Today life without Netflix feels like life without food!!!
Well as Netflix has become an important part of our lives, have you ever considered how come it suggests us just the right series/movie according to our choices?
I hope you didn’t because that’s what makes it special. It is an application which has surrounded us and we don’t even know how!
Though questions like these would have come in your mind –
How does Netflix come up with so much of our selected or favorite genres for its entire 100 million-plus subscriber group?
How does Netflix work?
Well, today you will get all the answers to it.
Everything is done using machine learning, AI, and the creativity behind what will make a subscriber choose a particular show to watch.
Machine learning and data science are helping Netflix personalize the experience for you all based on your history of picking shows to watch.
How does it work?
It works this by using some of the factors :
- how subscribers interact with their service (like their history, searches, queries and personal ratings )

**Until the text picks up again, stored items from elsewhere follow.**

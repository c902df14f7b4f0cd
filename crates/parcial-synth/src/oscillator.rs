//! Bandwidth-enhanced sinusoidal oscillator with optional phase jitter.
//!
//! The oscillator ramps its instantaneous state (radian frequency, amplitude,
//! bandwidth coefficient) linearly from its current value to a target
//! [`Breakpoint`] across a block of samples, integrating phase from the
//! ramped frequency. Each sample is
//!
//! ```text
//! (sqrt(1 - bw) + noise · sqrt(2 · bw)) · amp · cos(phase + pm)
//! ```
//!
//! where `noise` is band-limited gaussian noise, so the sinusoidal part
//! carries `amp²·(1 - bw)` of the energy and the noise part the rest.
//!
//! `pm` is the jitter phase modulation: a mix of a coherent noise stream,
//! identical for every Partial at a given sample index, and an incoherent
//! stream private to the oscillator, weighted by the coherence and scaled by
//! the jitter gain.

use crate::noise::NoiseGenerator;
use core::f64::consts::PI;
use libm::{cos, sqrt};
use parcial_core::{Breakpoint, TWO_PI, wrap_two_pi};

/// Seed of the bandwidth-enhancement modulator.
pub const BANDWIDTH_SEED: u32 = 1;

/// Seed of the shared coherent jitter stream.
pub const COHERENT_SEED: u32 = 8_675_309;

/// Seed of the per-oscillator incoherent jitter stream.
pub const INCOHERENT_SEED: u32 = 54_321;

/// State of one bandwidth-enhanced oscillator.
///
/// # Example
///
/// ```rust
/// use parcial_core::Breakpoint;
/// use parcial_synth::Oscillator;
///
/// let mut osc = Oscillator::new();
/// osc.reset_envelopes(&Breakpoint::new(440.0, 0.0, 0.0, 0.0), 48000.0);
///
/// let mut block = vec![0.0; 480];
/// osc.oscillate(&mut block, &Breakpoint::new(440.0, 0.5, 0.0, 0.0), 48000.0, 0.0, 0.0);
/// assert!(block.iter().any(|s| s.abs() > 0.1));
/// ```
#[derive(Debug, Clone)]
pub struct Oscillator {
    bw_modulator: NoiseGenerator,
    coherent: NoiseGenerator,
    incoherent: NoiseGenerator,

    /// Radians per sample.
    frequency: f64,
    amplitude: f64,
    bandwidth: f64,
    phase: f64,
    jitter: f64,
    coherence: f64,
    jitter_enabled: bool,
}

impl Default for Oscillator {
    fn default() -> Self {
        Self::new()
    }
}

impl Oscillator {
    /// Oscillator with all state zeroed and jitter disabled.
    pub fn new() -> Self {
        Self {
            bw_modulator: NoiseGenerator::new(BANDWIDTH_SEED),
            coherent: NoiseGenerator::new(COHERENT_SEED),
            incoherent: NoiseGenerator::new(INCOHERENT_SEED),
            frequency: 0.0,
            amplitude: 0.0,
            bandwidth: 0.0,
            phase: 0.0,
            jitter: 0.0,
            coherence: 0.0,
            jitter_enabled: false,
        }
    }

    /// Instantaneous frequency in radians per sample.
    pub fn radian_frequency(&self) -> f64 {
        self.frequency
    }

    /// Instantaneous amplitude.
    pub fn amplitude(&self) -> f64 {
        self.amplitude
    }

    /// Instantaneous bandwidth coefficient.
    pub fn bandwidth(&self) -> f64 {
        self.bandwidth
    }

    /// Deterministic phase in radians, excluding jitter modulation.
    pub fn phase(&self) -> f64 {
        self.phase
    }

    /// Whether jitter streams are being consumed.
    pub fn jitter_enabled(&self) -> bool {
        self.jitter_enabled
    }

    /// Set the instantaneous state from `bp` and disable jitter.
    ///
    /// The sample rate converts the Breakpoint frequency to radians per
    /// sample. A frequency above Nyquist silences the oscillator.
    pub fn reset_envelopes(&mut self, bp: &Breakpoint, sample_rate: f64) {
        self.frequency = TWO_PI * bp.frequency() / sample_rate;
        self.amplitude = if self.frequency > PI { 0.0 } else { bp.amplitude() };
        self.bandwidth = bp.bandwidth().clamp(0.0, 1.0);
        self.phase = wrap_two_pi(bp.phase());
        self.jitter = 0.0;
        self.coherence = 0.0;
        self.jitter_enabled = false;
    }

    /// Enable jitter with the given starting gain and coherence.
    ///
    /// The coherent stream restarts from its seed and skips ahead to
    /// `starting_sample`, so every Partial reads the same coherent value at
    /// the same buffer position.
    pub fn reset_jitter(&mut self, gain: f64, coherence: f64, starting_sample: usize) {
        self.jitter = gain;
        self.coherence = coherence.clamp(0.0, 1.0);
        self.coherent.reset(COHERENT_SEED);
        NoiseGenerator::skip(&mut self.coherent, starting_sample);
        self.jitter_enabled = true;
    }

    /// Set the deterministic phase.
    ///
    /// Used when a Partial's amplitude reaches zero so that onsets keep the
    /// stored phase.
    pub fn reset_phase(&mut self, phase: f64) {
        self.phase = wrap_two_pi(phase);
    }

    /// Accumulate samples into `buffer` while ramping toward `target`.
    ///
    /// Every element of `buffer` receives one sample; the state arrives at
    /// the target values after the last one. Bandwidth is clamped to [0, 1]
    /// and a target frequency above Nyquist ramps the amplitude to zero.
    /// When the amplitude is zero at both ends nothing is written and the
    /// phase advances by the average frequency.
    pub fn oscillate(
        &mut self,
        buffer: &mut [f64],
        target: &Breakpoint,
        sample_rate: f64,
        target_jitter: f64,
        target_coherence: f64,
    ) {
        let target_freq = TWO_PI * target.frequency() / sample_rate;
        let target_amp = if target_freq > PI {
            0.0
        } else {
            target.amplitude()
        };
        let target_bw = target.bandwidth().clamp(0.0, 1.0);
        let target_coherence = target_coherence.clamp(0.0, 1.0);

        let n = buffer.len();
        if n > 0 && target_amp == 0.0 && self.amplitude == 0.0 {
            self.phase = wrap_two_pi(self.phase + 0.5 * (self.frequency + target_freq) * n as f64);
            if self.jitter_enabled {
                NoiseGenerator::skip(&mut self.coherent, n);
            }
        } else if n > 0 {
            let inv = 1.0 / n as f64;
            let d_freq = (target_freq - self.frequency) * inv;
            let d_amp = (target_amp - self.amplitude) * inv;
            let d_bw = (target_bw - self.bandwidth) * inv;
            let d_jitter = (target_jitter - self.jitter) * inv;
            let d_coherence = (target_coherence - self.coherence) * inv;

            let mut f = self.frequency;
            let mut a = self.amplitude;
            let mut b = self.bandwidth;
            let mut p = self.phase;
            let mut j = self.jitter;
            let mut c = self.coherence;

            for out in buffer.iter_mut() {
                let noise = self.bw_modulator.next_sample();
                let modulation = sqrt(1.0 - b) + noise * sqrt(2.0 * b);
                let pm = if self.jitter_enabled {
                    let coherent = self.coherent.next_sample();
                    let incoherent = self.incoherent.next_sample();
                    j * (c * coherent + (1.0 - c) * incoherent)
                } else {
                    0.0
                };

                *out += modulation * a * cos(p + pm);

                p += f;
                f += d_freq;
                a += d_amp;
                b = (b + d_bw).clamp(0.0, 1.0);
                j += d_jitter;
                c += d_coherence;
            }

            self.phase = wrap_two_pi(p);
        }

        // land exactly on the targets; ramp accumulation can overshoot
        self.frequency = target_freq;
        self.amplitude = target_amp;
        self.bandwidth = target_bw;
        self.jitter = target_jitter;
        self.coherence = target_coherence;
    }

    /// Generate one sample at the current state without ramping.
    ///
    /// Entry point for hosts that drive the oscillator a sample at a time
    /// after setting the state with [`reset_envelopes`](Self::reset_envelopes).
    pub fn render_sample(&mut self) -> f64 {
        let target = Breakpoint::new(
            self.frequency / TWO_PI,
            self.amplitude,
            self.bandwidth,
            self.phase,
        );
        let mut out = [0.0];
        let (jitter, coherence) = (self.jitter, self.coherence);
        self.oscillate(&mut out, &target, 1.0, jitter, coherence);
        out[0]
    }
}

- data collected from other subscribers on the site sharing similar interests like the subscribers
- connecting all that to information about the titles, such as their genre, categories, actors, release year, etc
It all begins when you first make a new profile and account for it, you are asked to choose a few genres that you like.
If you avoid this step, the algorithm takes a little longer to know and act according to your interests.
It takes these tags and the user behavioral data and then it uses idealistic machine learning algorithms that figure out what’s most important.
There are multiple working processes for creating a recommendation system. The method Netflix chooses simply depends on the size of the user base, the size of the catalog, and the basic goals.
- A basic implementation of a recommendation engine would be the EDITORIAL METHOD. In the editorial method, the application would make recommendations based on relatively fewer individuals.
- Another method can be SIMPLE COLLECTION METHOD where the platform makes suggestions based on the top products across the platform.
But you know what; Netflix does not use any of these methods because they don’t allow personalization, or cover the topics such as movie catalogs or user preferences.
- Instead, Netflix uses the PERSONALIZED METHOD where movies are suggested to the subscribers who are most likely to enjoy them based on a metric like a genre. Machine learning is necessary for this method because it uses user data to make informed suggestions. This way Netflix looks for the diversity in its audiences and its very large user base.
The process behind it …
- Because Machine learning uses probability to discover the preferences of a user liking a product, it is used to create innovative and smart platforms.
- To understand the probability of recommendation systems, we need to look at an example- let us say there is a UTILITY MATRIX, a probability model that places a score on the relationship between a subscriber and a movie type in order to predict their preferences.
- Here, we have three Netflix subscribers: Ram, Shyam, and Sita.
- Each has watched a few movies on Netflix and rated them and each has movies in the catalog they haven’t watched or rated yet.
- The user ratings are UTILITY SCORES which represent the relationship between the movie and the user.
- The utility scores are represented by the tick mark and X symbols.
- The tick marks represent movies that they’ve seen and liked and the Xs represent movies they’ve seen and not liked.
- The empty boxes represent movies that they haven’t seen yet.
- Netflix may suggest Ram watch a suspense movie since he enjoyed the thrilling plot of a horror movie which he watched last week.
- The system may recommend light-hearted films to Shyam, like a comedy romance because he didn’t enjoy the horror film.
- And because Sita enjoyed both horror movies and a romance movie, Netflix will suggest her movies like romantic thrillers.
- Hence Netflix recommends each user the shows personalized for them!
Some Algorithms used for Netflix Recommendation System are:
Trending Now Ranker — This algorithm captures all the temporary trends which Netflix collects as strong predictors. These short-term trends can range from a few minutes to a few days.
Top-N Video Ranker — This algorithm is similar to PVRs but it only looks at the head of the rankings and looks at the entire user catalog. It is optimized using various matrices.
Continue Watching Ranker — This algorithm looks at items that the viewer has consumed but has not completed. It calculates the probability of the user continue watching and includes other context-aware signals too like the point of abandoning etc.
Personalized Video Ranking (PVR) — This algorithm is used for general-purpose which usually filters the catalog by certain criteria (e.g. Indian TV shows, Romance, etc), combined with other features like popularity.
To Conclude –
With the help of machine learning and data science algorithms, Netflix has managed to build an amazing recommender system to keep its viewers hooked on their screens. Due to its smart recommendation engine, Netflix confessed that they save about $1 billion every year. 80% of the user stream is achieved because of the précised and smart recommendation system of Netflix.